> Assignment
All lines up to and including the one that contains "use std::path::Path;" are to be transcribed exactly, starting from the first line of the records.

-------- Dataset --------

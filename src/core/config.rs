//! Engine tunables. Everything here is configuration rather than fixed
//! game data, and loads from JSON with per-field defaults.

use super::constants::{CHEST_OPEN_DURATIONS_MS, DEBUG_CHEST_OPEN_MS, SESSION_IDLE_TIMEOUT_MS};
use super::error::ConfigError;
use crate::dungeon::tiers::Tier;
use rand::Rng;
use serde::{Deserialize, Serialize};
use std::fs;
use std::path::Path;

/// How the boss-capture percentage is decided after a dungeon clear.
#[derive(Debug, Clone, Copy, PartialEq, Serialize, Deserialize)]
pub enum CaptureRule {
    Fixed {
        percent: f64,
    },
    IntelligenceScaled {
        base_percent: f64,
        percent_per_int: f64,
        max_percent: f64,
    },
}

impl Default for CaptureRule {
    fn default() -> Self {
        CaptureRule::Fixed { percent: 100.0 }
    }
}

impl CaptureRule {
    pub fn percent(&self, intelligence: u32) -> f64 {
        match *self {
            CaptureRule::Fixed { percent } => percent,
            CaptureRule::IntelligenceScaled {
                base_percent,
                percent_per_int,
                max_percent,
            } => (base_percent + percent_per_int * intelligence as f64).min(max_percent),
        }
    }

    /// One-shot capture roll.
    pub fn roll(&self, intelligence: u32, rng: &mut impl Rng) -> bool {
        rng.gen::<f64>() * 100.0 < self.percent(intelligence)
    }
}

#[derive(Debug, Clone, PartialEq, Serialize, Deserialize)]
#[serde(default)]
pub struct EngineConfig {
    /// Seed for the engine RNG; entropy when absent
    pub seed: Option<u64>,
    pub capture_rule: CaptureRule,
    /// Chance of the single item drop on a dungeon clear
    pub clear_drop_chance: f64,
    pub kill_drop_chance: f64,
    pub kill_item_chance: f64,
    pub first_clear_multiplier: f64,
    /// Open durations indexed by tier level
    pub chest_open_durations_ms: [i64; 6],
    pub debug_chest_open_ms: i64,
    pub summoned_boss_xp_base: u64,
    pub summoned_boss_xp_per_tier: u64,
    pub summoned_boss_coins_base: u64,
    pub summoned_boss_coins_per_tier: u64,
    pub session_idle_timeout_ms: i64,
}

impl Default for EngineConfig {
    fn default() -> Self {
        Self {
            seed: None,
            capture_rule: CaptureRule::default(),
            clear_drop_chance: 0.3,
            kill_drop_chance: 0.6,
            kill_item_chance: 0.3,
            first_clear_multiplier: 1.5,
            chest_open_durations_ms: CHEST_OPEN_DURATIONS_MS,
            debug_chest_open_ms: DEBUG_CHEST_OPEN_MS,
            summoned_boss_xp_base: 200,
            summoned_boss_xp_per_tier: 50,
            summoned_boss_coins_base: 100,
            summoned_boss_coins_per_tier: 30,
            session_idle_timeout_ms: SESSION_IDLE_TIMEOUT_MS,
        }
    }
}

impl EngineConfig {
    /// Defaults with a fixed seed.
    pub fn deterministic(seed: u64) -> Self {
        Self {
            seed: Some(seed),
            ..Self::default()
        }
    }

    pub fn from_json_str(json: &str) -> Result<Self, ConfigError> {
        let config: EngineConfig = serde_json::from_str(json)?;
        config.validate()?;
        Ok(config)
    }

    pub fn load(path: &Path) -> Result<Self, ConfigError> {
        let json = fs::read_to_string(path)?;
        Self::from_json_str(&json)
    }

    pub fn validate(&self) -> Result<(), ConfigError> {
        for (name, chance) in [
            ("clear_drop_chance", self.clear_drop_chance),
            ("kill_drop_chance", self.kill_drop_chance),
            ("kill_item_chance", self.kill_item_chance),
        ] {
            if !(0.0..=1.0).contains(&chance) {
                return Err(ConfigError::Invalid(format!(
                    "{name} must be within 0..=1, got {chance}"
                )));
            }
        }
        if self.first_clear_multiplier < 1.0 {
            return Err(ConfigError::Invalid(
                "first_clear_multiplier must be at least 1".to_string(),
            ));
        }
        if self.chest_open_durations_ms.iter().any(|d| *d < 0) || self.debug_chest_open_ms < 0 {
            return Err(ConfigError::Invalid(
                "chest durations must not be negative".to_string(),
            ));
        }
        Ok(())
    }

    pub fn chest_open_duration_ms(&self, tier: Tier) -> i64 {
        self.chest_open_durations_ms[tier.level() as usize]
    }

    pub fn summoned_boss_rewards(&self, tier: Tier) -> (u64, u64) {
        let level = tier.level() as u64;
        (
            self.summoned_boss_xp_base + self.summoned_boss_xp_per_tier * level,
            self.summoned_boss_coins_base + self.summoned_boss_coins_per_tier * level,
        )
    }

    /// Applies the first-clear bonus to a base reward, flooring.
    pub fn first_clear_amount(&self, base: u64, first_clear: bool) -> u64 {
        if first_clear {
            (base as f64 * self.first_clear_multiplier).floor() as u64
        } else {
            base
        }
    }
}
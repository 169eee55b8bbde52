//! Dungeon balance simulator CLI.
//!
//! Runs seeded heroes through the real engine to see how a tier pays out.
//!
//! Usage:
//!   cargo run --bin simulate -- [OPTIONS]
//!
//! Examples:
//!   cargo run --bin simulate                     # Default: 1000 heroes at tier E
//!   cargo run --bin simulate -- -n 100 -t C     # 100 heroes at tier C
//!   cargo run --bin simulate -- --seed 42       # Reproducible run

use solo_ascent::simulator::{run_simulation, SimConfig};
use solo_ascent::utils::build_info::{BUILD_COMMIT, BUILD_DATE};
use std::env;
use std::process::ExitCode;
use tracing_subscriber::EnvFilter;

fn main() -> ExitCode {
    let filter = EnvFilter::try_from_default_env().unwrap_or_else(|_| EnvFilter::new("warn"));
    tracing_subscriber::fmt()
        .with_env_filter(filter)
        .with_writer(std::io::stderr)
        .init();

    let args: Vec<String> = env::args().collect();
    let Some((config, json)) = parse_args(&args) else {
        return ExitCode::SUCCESS;
    };

    println!("╔═══════════════════════════════════════════════════════════════╗");
    println!("║              SOLO ASCENT DUNGEON SIMULATOR                    ║");
    println!("╚═══════════════════════════════════════════════════════════════╝");
    println!();
    println!("Configuration:");
    println!("  Runs:           {}", config.num_runs);
    println!("  Tier:           {}", config.tier);
    println!("  Dungeons/Run:   {}", config.dungeons_per_run);
    if let Some(seed) = config.seed {
        println!("  Seed:           {}", seed);
    }
    println!();
    println!("Running simulation...");
    println!();

    let report = match run_simulation(&config) {
        Ok(report) => report,
        Err(e) => {
            eprintln!("simulation failed: {e}");
            return ExitCode::FAILURE;
        }
    };

    println!("{}", report.to_text());

    if json {
        let filename = format!(
            "sim_report_{}.json",
            chrono::Utc::now().format("%Y%m%d_%H%M%S")
        );
        if let Err(e) = std::fs::write(&filename, report.to_json()) {
            eprintln!("failed to write {filename}: {e}");
            return ExitCode::FAILURE;
        }
        println!("JSON report saved to: {}", filename);
    }

    ExitCode::SUCCESS
}

/// Returns None when the invocation only asked for help or the version.
fn parse_args(args: &[String]) -> Option<(SimConfig, bool)> {
    let mut config = SimConfig::default();
    let mut json = false;

    let mut i = 1;
    while i < args.len() {
        match args[i].as_str() {
            "-n" | "--runs" => {
                if i + 1 < args.len() {
                    config.num_runs = args[i + 1].parse().unwrap_or(1000);
                    i += 1;
                }
            }
            "-t" | "--tier" => {
                if i + 1 < args.len() {
                    match args[i + 1].parse() {
                        Ok(tier) => config.tier = tier,
                        Err(e) => eprintln!("{e}, keeping tier {}", config.tier),
                    }
                    i += 1;
                }
            }
            "-d" | "--dungeons" => {
                if i + 1 < args.len() {
                    config.dungeons_per_run = args[i + 1].parse().unwrap_or(10);
                    i += 1;
                }
            }
            "-s" | "--seed" => {
                if i + 1 < args.len() {
                    config.seed = args[i + 1].parse().ok();
                    i += 1;
                }
            }
            "--json" => {
                json = true;
            }
            "-v" | "--verbose" => {
                config.verbosity = 2;
            }
            "-V" | "--version" => {
                println!(
                    "simulate {} ({} {})",
                    env!("CARGO_PKG_VERSION"),
                    BUILD_COMMIT,
                    BUILD_DATE
                );
                return None;
            }
            "-h" | "--help" => {
                print_help();
                return None;
            }
            _ => {}
        }
        i += 1;
    }

    Some((config, json))
}

fn print_help() {
    println!("Solo Ascent Dungeon Simulator");
    println!();
    println!("USAGE:");
    println!("    cargo run --bin simulate -- [OPTIONS]");
    println!();
    println!("OPTIONS:");
    println!("    -n, --runs <N>       Number of simulated heroes (default: 1000)");
    println!("    -t, --tier <T>       Dungeon tier E, D, C, B, A or S (default: E)");
    println!("    -d, --dungeons <D>   Dungeons per hero (default: 10)");
    println!("    -s, --seed <S>       Random seed for reproducibility");
    println!("    --json               Also write the report as JSON");
    println!("    -v, --verbose        Print every run");
    println!("    -V, --version        Print version and build info");
    println!("    -h, --help           Print this help");
    println!();
    println!("Set RUST_LOG=debug to trace engine events.");
}
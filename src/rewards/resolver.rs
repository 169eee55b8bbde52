//! End-of-encounter reward resolution.

use super::chest::{mint, Chest, ChestSource};
use crate::character::stats::{apply_xp, effective_stats_at};
use crate::character::user::User;
use crate::combat::party::{CapturedBoss, DamageReport};
use crate::combat::session::{CombatSession, EncounterKind};
use crate::core::config::EngineConfig;
use crate::core::constants::BOSS_INDEX;
use crate::core::ids::random_id;
use crate::dungeon::tiers::Tier;
use crate::items::loot::{KillLoot, KillLootRules, LootTable};
use crate::items::types::Item;
use rand::Rng;
use serde::{Deserialize, Serialize};
use tracing::{debug, info};

#[derive(Debug, Clone, Copy, PartialEq, Eq, Serialize, Deserialize)]
pub enum BattleResult {
    Victory,
    Defeat,
}

#[derive(Debug, Clone, PartialEq, Eq, Default, Serialize, Deserialize)]
pub struct RewardBreakdown {
    pub xp: u64,
    pub coins: u64,
    pub first_clear: bool,
    pub levels_gained: u32,
    /// Extra rolls earned by the kills made along the way
    pub kill_loot: KillLoot,
}

#[derive(Debug, Clone, PartialEq, Eq, Serialize, Deserialize)]
pub struct RewardOutcome {
    pub result: BattleResult,
    pub tier: Tier,
    pub kind: EncounterKind,
    pub rewards: RewardBreakdown,
    pub captured: Option<CapturedBoss>,
    pub item_drops: Vec<Item>,
    pub chests: Vec<Chest>,
    /// The final enemy hit, on defeat
    pub damage: Option<DamageReport>,
}

impl RewardOutcome {
    pub fn is_victory(&self) -> bool {
        self.result == BattleResult::Victory
    }
}

/// Shared inputs for every resolution step.
#[derive(Debug, Clone, Copy)]
pub struct RewardContext<'a> {
    pub config: &'a EngineConfig,
    pub table: &'a LootTable,
    pub now_ms: i64,
}

impl RewardContext<'_> {
    fn kill_rules(&self) -> KillLootRules {
        KillLootRules {
            drop_chance: self.config.kill_drop_chance,
            item_chance: self.config.kill_item_chance,
        }
    }
}

/// Resolves a won session through the branch its kind calls for.
pub fn resolve_victory(
    user: &mut User,
    session: &CombatSession,
    ctx: RewardContext<'_>,
    rng: &mut impl Rng,
) -> RewardOutcome {
    match session.kind {
        EncounterKind::StandardDungeon => resolve_dungeon_clear(user, session, ctx, rng),
        EncounterKind::SummonedBossFight => resolve_summoned_boss(user, session, ctx, rng),
    }
}

/// Grants everything a full dungeon clear earns and records the clear.
pub fn resolve_dungeon_clear(
    user: &mut User,
    session: &CombatSession,
    ctx: RewardContext<'_>,
    rng: &mut impl Rng,
) -> RewardOutcome {
    let tier = session.tier;
    let tier_config = tier.config();

    let first_clear = !user.dungeon_progress.is_completed_today(tier);
    let xp = ctx.config.first_clear_amount(tier_config.base_xp, first_clear);
    let coins = ctx.config.first_clear_amount(tier_config.base_coins, first_clear);
    user.coins += coins;
    let levels_gained = apply_xp(user, xp);
    user.dungeon_progress.record_clear(tier);

    let captured = if session.enemy_index > BOSS_INDEX {
        let intelligence = effective_stats_at(user, ctx.now_ms).intelligence();
        if ctx.config.capture_rule.roll(intelligence, rng) {
            let id = random_id(rng);
            let boss = CapturedBoss::with_id(id, tier_config.boss, tier, ctx.now_ms);
            debug!(user = %user.id, boss = %boss.name, "boss captured");
            user.captured_bosses.push(boss.clone());
            Some(boss)
        } else {
            None
        }
    } else {
        None
    };

    let mut item_drops = Vec::new();
    if rng.gen::<f64>() < ctx.config.clear_drop_chance {
        if let Some(item) = ctx.table.roll_drop(tier, rng) {
            user.inventory.items.push(item.clone());
            item_drops.push(item);
        }
    }

    let chest = mint(
        tier,
        ChestSource::DungeonClear,
        ctx.config,
        ctx.table,
        ctx.now_ms,
        rng,
    );
    user.chests.push(chest.clone());

    let kill_loot = apply_kill_loot(user, session, ctx, rng);

    info!(
        user = %user.id,
        %tier,
        xp,
        coins,
        first_clear,
        captured = captured.is_some(),
        "dungeon cleared"
    );

    RewardOutcome {
        result: BattleResult::Victory,
        tier,
        kind: session.kind,
        rewards: RewardBreakdown {
            xp,
            coins,
            first_clear,
            levels_gained,
            kill_loot,
        },
        captured,
        item_drops,
        chests: vec![chest],
        damage: None,
    }
}

/// A summoned boss is always captured and pays a fixed tier-scaled purse.
/// No daily bookkeeping and no chest.
pub fn resolve_summoned_boss(
    user: &mut User,
    session: &CombatSession,
    ctx: RewardContext<'_>,
    rng: &mut impl Rng,
) -> RewardOutcome {
    let tier = session.tier;
    let (xp, coins) = ctx.config.summoned_boss_rewards(tier);
    user.coins += coins;
    let levels_gained = apply_xp(user, xp);

    let name = session.enemy.name.clone();
    let boss = CapturedBoss::with_id(random_id(rng), name, tier, ctx.now_ms);
    user.captured_bosses.push(boss.clone());
    info!(user = %user.id, %tier, boss = %boss.name, "summoned boss captured");

    RewardOutcome {
        result: BattleResult::Victory,
        tier,
        kind: session.kind,
        rewards: RewardBreakdown {
            xp,
            coins,
            first_clear: false,
            levels_gained,
            kill_loot: KillLoot::default(),
        },
        captured: Some(boss),
        item_drops: Vec::new(),
        chests: Vec::new(),
        damage: None,
    }
}

pub fn defeat_outcome(session: &CombatSession, damage: DamageReport) -> RewardOutcome {
    RewardOutcome {
        result: BattleResult::Defeat,
        tier: session.tier,
        kind: session.kind,
        rewards: RewardBreakdown::default(),
        captured: None,
        item_drops: Vec::new(),
        chests: Vec::new(),
        damage: Some(damage),
    }
}

/// Rolls loot for every kill the session made and hands it to the user.
pub fn apply_kill_loot(
    user: &mut User,
    session: &CombatSession,
    ctx: RewardContext<'_>,
    rng: &mut impl Rng,
) -> KillLoot {
    let loot = ctx
        .table
        .roll_kill_loot(session.monsters_killed, session.tier, ctx.kill_rules(), rng);
    user.coins += loot.coins;
    user.inventory.items.extend(loot.items.iter().cloned());
    loot
}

--------

> Reply to the task
filename src/core/config.rs
//! Engine tunables. Everything here is configuration rather than fixed
//! game data, and loads from JSON with per-field defaults.

use super::constants::{CHEST_OPEN_DURATIONS_MS, DEBUG_CHEST_OPEN_MS, SESSION_IDLE_TIMEOUT_MS};
use super::error::ConfigError;
use crate::dungeon::tiers::Tier;
use rand::Rng;
use serde::{Deserialize, Serialize};
use std::fs;
use std::path::Path;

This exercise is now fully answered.